> How to complete this task:
Exactly reproduce the lines from the top of the entries below through the line containing "pub fn is_conflict_error(&self)", with both ends included.

Stored items from a collection
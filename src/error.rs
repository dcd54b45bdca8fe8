use axum::extract::Json;
use axum::http::StatusCode;
use axum::response::{IntoResponse, Response};
use serde_json::json;

pub const UNEXPECTED: i32 = 1;
pub const STORE_UNAVAILABLE: i32 = 2;
pub const INVALID_STATE: i32 = 100;
pub const INVALID_ARGUMENT: i32 = 101;
pub const CONFLICT: i32 = 102;
pub const NOT_FOUND: i32 = 103;

// postgres SQLSTATE for unique_violation
const UNIQUE_VIOLATION: &str = "23505";

#[derive(Clone, Debug, PartialEq, Eq, thiserror::Error)]
#[error("{message} (code {code})")]
pub struct Error {
    pub code: i32,
    pub message: String,
}

impl Error {
    pub fn is_invalid_state_error(&self) -> bool {
        self.code == INVALID_STATE
    }

    pub fn is_invalid_argument_error(&self) -> bool {
        self.code == INVALID_ARGUMENT
    }

    pub fn is_conflict_error(&self) -> bool {
        self.code == CONFLICT
    }

    pub fn is_not_found_error(&self) -> bool {
        self.code == NOT_FOUND
    }

    pub fn is_store_unavailable_error(&self) -> bool {
        self.code == STORE_UNAVAILABLE
    }

    fn status(&self) -> StatusCode {
        match self.code {
            STORE_UNAVAILABLE => StatusCode::SERVICE_UNAVAILABLE,
            INVALID_ARGUMENT => StatusCode::BAD_REQUEST,
            NOT_FOUND => StatusCode::NOT_FOUND,
            INVALID_STATE | CONFLICT => StatusCode::CONFLICT,
            _ => StatusCode::INTERNAL_SERVER_ERROR,
        }
    }
}

pub fn unexpected_error(message: impl Into<String>) -> Error {
    Error {
        code: UNEXPECTED,
        message: message.into(),
    }
}

pub fn store_unavailable_error(message: impl Into<String>) -> Error {
    Error {
        code: STORE_UNAVAILABLE,
        message: message.into(),
    }
}

pub fn invalid_state_error(message: impl Into<String>) -> Error {
    Error {
        code: INVALID_STATE,
        message: message.into(),
    }
}

pub fn invalid_argument_error(message: impl Into<String>) -> Error {
    Error {
        code: INVALID_ARGUMENT,
        message: message.into(),
    }
}

pub fn conflict_error(message: impl Into<String>) -> Error {
    Error {
        code: CONFLICT,
        message: message.into(),
    }
}

pub fn not_found_error(message: impl Into<String>) -> Error {
    Error {
        code: NOT_FOUND,
        message: message.into(),
    }
}

impl From<sqlx::Error> for Error {
    fn from(err: sqlx::Error) -> Self {
        match err {
            sqlx::Error::Database(db_err) => {
                if db_err.code().as_deref() == Some(UNIQUE_VIOLATION) {
                    return conflict_error(db_err.message().to_string());
                }

                tracing::error!(error = %db_err, "database error");
                unexpected_error("database error")
            }
            sqlx::Error::RowNotFound => not_found_error("row not found"),
            sqlx::Error::PoolTimedOut
            | sqlx::Error::PoolClosed
            | sqlx::Error::Io(_)
            | sqlx::Error::Tls(_)
            | sqlx::Error::Protocol(_)
            | sqlx::Error::WorkerCrashed => {
                tracing::error!(error = %err, "store unavailable");
                store_unavailable_error("store unavailable")
            }
            err => {
                tracing::error!(error = %err, "unexpected database error");
                unexpected_error("database error")
            }
        }
    }
}

impl IntoResponse for Error {
    fn into_response(self) -> Response {
        let status = self.status();
        let message = match self.code {
            1..=99 => "Internal Server Error",
            _ => self.message.as_str(),
        };

        let body = Json(json!({
            "code": self.code,
            "error": message,
        }));

        (status, body).into_response()
    }
}

#[test]
fn error_codes_map_to_http_status() {
    assert_eq!(
        not_found_error("missing").status(),
        StatusCode::NOT_FOUND
    );
    assert_eq!(
        invalid_argument_error("bad").status(),
        StatusCode::BAD_REQUEST
    );
    assert_eq!(
        invalid_state_error("terminal").status(),
        StatusCode::CONFLICT
    );
    assert_eq!(
        store_unavailable_error("down").status(),
        StatusCode::SERVICE_UNAVAILABLE
    );
    assert_eq!(
        unexpected_error("boom").status(),
        StatusCode::INTERNAL_SERVER_ERROR
    );
}

#[test]
fn row_not_found_is_not_found() {
    let err: Error = sqlx::Error::RowNotFound.into();
    assert!(err.is_not_found_error());

    let err: Error = sqlx::Error::PoolTimedOut.into();
    assert!(err.is_store_unavailable_error());
}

> Solution to the problem:
filename src/error.rs
repository dcd54b45bdca8fe8
use axum::extract::Json;
use axum::http::StatusCode;
use axum::response::{IntoResponse, Response};
use serde_json::json;

pub const UNEXPECTED: i32 = 1;
pub const STORE_UNAVAILABLE: i32 = 2;
pub const INVALID_STATE: i32 = 100;
pub const INVALID_ARGUMENT: i32 = 101;
pub const CONFLICT: i32 = 102;
pub const NOT_FOUND: i32 = 103;

// postgres SQLSTATE for unique_violation
const UNIQUE_VIOLATION: &str = "23505";

#[derive(Clone, Debug, PartialEq, Eq, thiserror::Error)]
#[error("{message} (code {code})")]
pub struct Error {
    pub code: i32,
    pub message: String,
}

impl Error {
    pub fn is_invalid_state_error(&self) -> bool {
        self.code == INVALID_STATE
    }

    pub fn is_invalid_argument_error(&self) -> bool {
        self.code == INVALID_ARGUMENT
    }

    pub fn is_conflict_error(&self) -> bool {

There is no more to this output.